Następnego dnia obudziłyśmy się w świetnym humorze. Schodząc do kuchni poczułyśmy piękny zapach gofrów. Okazało się, że chłopcy zamówili mi i Julii śniadanie składające się z gofrów i jogurtu z muesli. Przy tym prezencie leżała odręcznie napisana karteczka z napisem ,,Ubierzcie się dzisiaj wygodnie bez żadnych sukienek, bo porywamy was do zoo.". Jak oni mogli zakazać sukienek. Tak się obie ucieszyłyśmy, że zabrakło nam słów i jednym spojrzeniem dogadałyśmy się. Poszłam plądrować szafę szukając jakiś szortów. Miałam ich bardzo mało, bo przeważnie chodzę tylko w sukienkach i spódnicach, bo nie przepadam za szortami. Julia nie miała problemu ze znalezieniem czegoś w szafie. Jej szafa pełna była szortów i spodni, a sukienki lub spódnice były rzadkością. Julia ubrała się bardzo szybko. Nie wiem jak ona to robi.
Po dłuższej chwili ja też znalazłam coś dla siebie.

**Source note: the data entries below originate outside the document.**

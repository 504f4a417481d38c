//! Data store hub.
//!
//! A single injected handle that owns the connection pool and hands out the
//! credential store and every content collection. Services depend on the
//! [`DataStore`] trait, never on a global connection, so tests can swap in
//! an in-memory implementation.

use std::sync::Arc;
use std::time::Duration;

use async_trait::async_trait;
use sea_orm::DatabaseConnection;

use super::db;
use super::repositories::entities::{
    comment, contact_message, donation, newsletter_subscription, relief_good, supply, testimonial,
    volunteer,
};
use super::repositories::{Collection, SeaCollection, UserRepository, UserStore};
use crate::domain::{
    Comment, ContactMessage, Donation, NewsletterSubscription, ReliefGood, Supply, Testimonial,
    Volunteer,
};
use crate::errors::AppResult;

/// Access to every repository backed by the shared store.
#[async_trait]
pub trait DataStore: Send + Sync {
    /// Credential store
    fn users(&self) -> Arc<dyn UserRepository>;

    fn relief_goods(&self) -> Arc<dyn Collection<ReliefGood>>;

    fn donations(&self) -> Arc<dyn Collection<Donation>>;

    fn supplies(&self) -> Arc<dyn Collection<Supply>>;

    fn newsletter(&self) -> Arc<dyn Collection<NewsletterSubscription>>;

    fn contact_messages(&self) -> Arc<dyn Collection<ContactMessage>>;

    fn testimonials(&self) -> Arc<dyn Collection<Testimonial>>;

    fn volunteers(&self) -> Arc<dyn Collection<Volunteer>>;

    fn comments(&self) -> Arc<dyn Collection<Comment>>;

    /// Check connectivity
    async fn ping(&self) -> AppResult<()>;
}

/// SeaORM-backed DataStore
pub struct Persistence {
    db: DatabaseConnection,
    timeout: Duration,
    users: Arc<UserStore>,
    relief_goods: Arc<SeaCollection<relief_good::Entity>>,
    donations: Arc<SeaCollection<donation::Entity>>,
    supplies: Arc<SeaCollection<supply::Entity>>,
    newsletter: Arc<SeaCollection<newsletter_subscription::Entity>>,
    contact_messages: Arc<SeaCollection<contact_message::Entity>>,
    testimonials: Arc<SeaCollection<testimonial::Entity>>,
    volunteers: Arc<SeaCollection<volunteer::Entity>>,
    comments: Arc<SeaCollection<comment::Entity>>,
}

impl Persistence {
    /// Wire every repository to the shared pool; `timeout` bounds each query.
    pub fn new(db: DatabaseConnection, timeout: Duration) -> Self {
        Self {
            users: Arc::new(UserStore::new(db.clone(), timeout)),
            relief_goods: Arc::new(SeaCollection::new(db.clone(), timeout)),
            donations: Arc::new(SeaCollection::new(db.clone(), timeout)),
            supplies: Arc::new(SeaCollection::new(db.clone(), timeout)),
            newsletter: Arc::new(SeaCollection::new(db.clone(), timeout)),
            contact_messages: Arc::new(SeaCollection::new(db.clone(), timeout)),
            testimonials: Arc::new(SeaCollection::new(db.clone(), timeout)),
            volunteers: Arc::new(SeaCollection::new(db.clone(), timeout)),
            comments: Arc::new(SeaCollection::new(db.clone(), timeout)),
            db,
            timeout,
        }
    }
}

#[async_trait]
impl DataStore for Persistence {
    fn users(&self) -> Arc<dyn UserRepository> {
        self.users.clone()
    }

    fn relief_goods(&self) -> Arc<dyn Collection<ReliefGood>> {
        self.relief_goods.clone()
    }

    fn donations(&self) -> Arc<dyn Collection<Donation>> {
        self.donations.clone()
    }

    fn supplies(&self) -> Arc<dyn Collection<Supply>> {
        self.supplies.clone()
    }

    fn newsletter(&self) -> Arc<dyn Collection<NewsletterSubscription>> {
        self.newsletter.clone()
    }

    fn contact_messages(&self) -> Arc<dyn Collection<ContactMessage>> {
        self.contact_messages.clone()
    }

    fn testimonials(&self) -> Arc<dyn Collection<Testimonial>> {
        self.testimonials.clone()
    }

    fn volunteers(&self) -> Arc<dyn Collection<Volunteer>> {
        self.volunteers.clone()
    }

    fn comments(&self) -> Arc<dyn Collection<Comment>> {
        self.comments.clone()
    }

    async fn ping(&self) -> AppResult<()> {
        db::bounded(self.timeout, db::ping(&self.db)).await
    }
}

Jeszcze chwilę pooglądałyśmy ,,Riverdale", aż usłyszałyśmy dzwonek do drzwi. Otworzyłyśmy i zobaczyliśmy Jacka. Przyszedł zapytać czy może mamy jutro ochotę iść razem z Bailey na spacer wieczorem. Oczywiście zgodziłyśmy się. Nie miałyśmy żadnych planów na jutro. Szybko się z nim pożegnałyśmy, bo oznajmiłyśmy, że jesteśmy umówione. Nie powiedziałyśmy z kim aby nie wypytywał długo, bo zaraz mieli po nas wpaść chłopcy. Nie musiałyśmy długo czekać ponchwili pod drzwiami pojawili się Daniel z Reecem. Daniel przyjechał swoim czarnym Jeepem. Chłopaki nas przytulili na powitanie i weszliśmy do samochodu. Ja z przyjaciółką usiadłyśmy z tyłu, a Reece obok kierowcy. Zanim się zorientowałam byliśmy pod bramą wejściową do zoo. Reece poszedł kupić nam bilety. Julia w tym czasie już była u Daniela na barana. Ja wolałam iść na własnych nogach, więc wzięłam Reeca za rękę i zaczęliśmy iść wszyscy w głąb zoo. Pierwsze były zebry. Później były tygrysy, lwy i słonie. Tak chodząc dostrzegliśmy żyrafy. Ja z Reecem zaczęliśmy żartować sobie z wzrostu Daniela i porównywać go do żyrafy. Daniel nie był zbyt szczęśliwy, ale dzięki Julii poprawił mu się humor. Dziewczyna pocałowała go i powiedziała, że jej się podoba jego wzrost. To było bardzo słodkie. Wszystkim nam po tej wyprawie poprawiły humory. Wsiedliśmy do Jeepa, tym razem Julia z przodu a ja z Reecem z tyłu. Widziałam jak Julia już zasnęła na ramieniu Daniela. Poszłam w jej ślady i oparłam głowę o ramie chłopaka. Po chwili zasnęłam. Razem z Julią spałyśmy aż Daniel zaparkował na naszym podjeździe. Wysiadając z samochodu zdążyłam jeszcze pocałować Reeca. Nie było bardzo późno, ale obie z moją przyjaciółką byłyśmy zmęczone, więc tylko przytuliliśmy chłopaków na pożegnanie i podziękowałyśmy za ten wspaniały dzień i pyszne śniadanie. Oni się tylko uśmiechnęli i odjechali. My z Julią od razu ruszyłyśmy do sypialni i rzuciłyśmy się każda na swoje łóżko. Nie zdążyłyśmy się zorientować, a obie zasnęłyśmy. Ten dzień był cudowny.
CZYTASZ
DON'T LET ME GO
FanfictionDwie przyjaciółki wyjeżdżają na wakacje do USA, nie spodziewały się że powrót będzie tak trudny...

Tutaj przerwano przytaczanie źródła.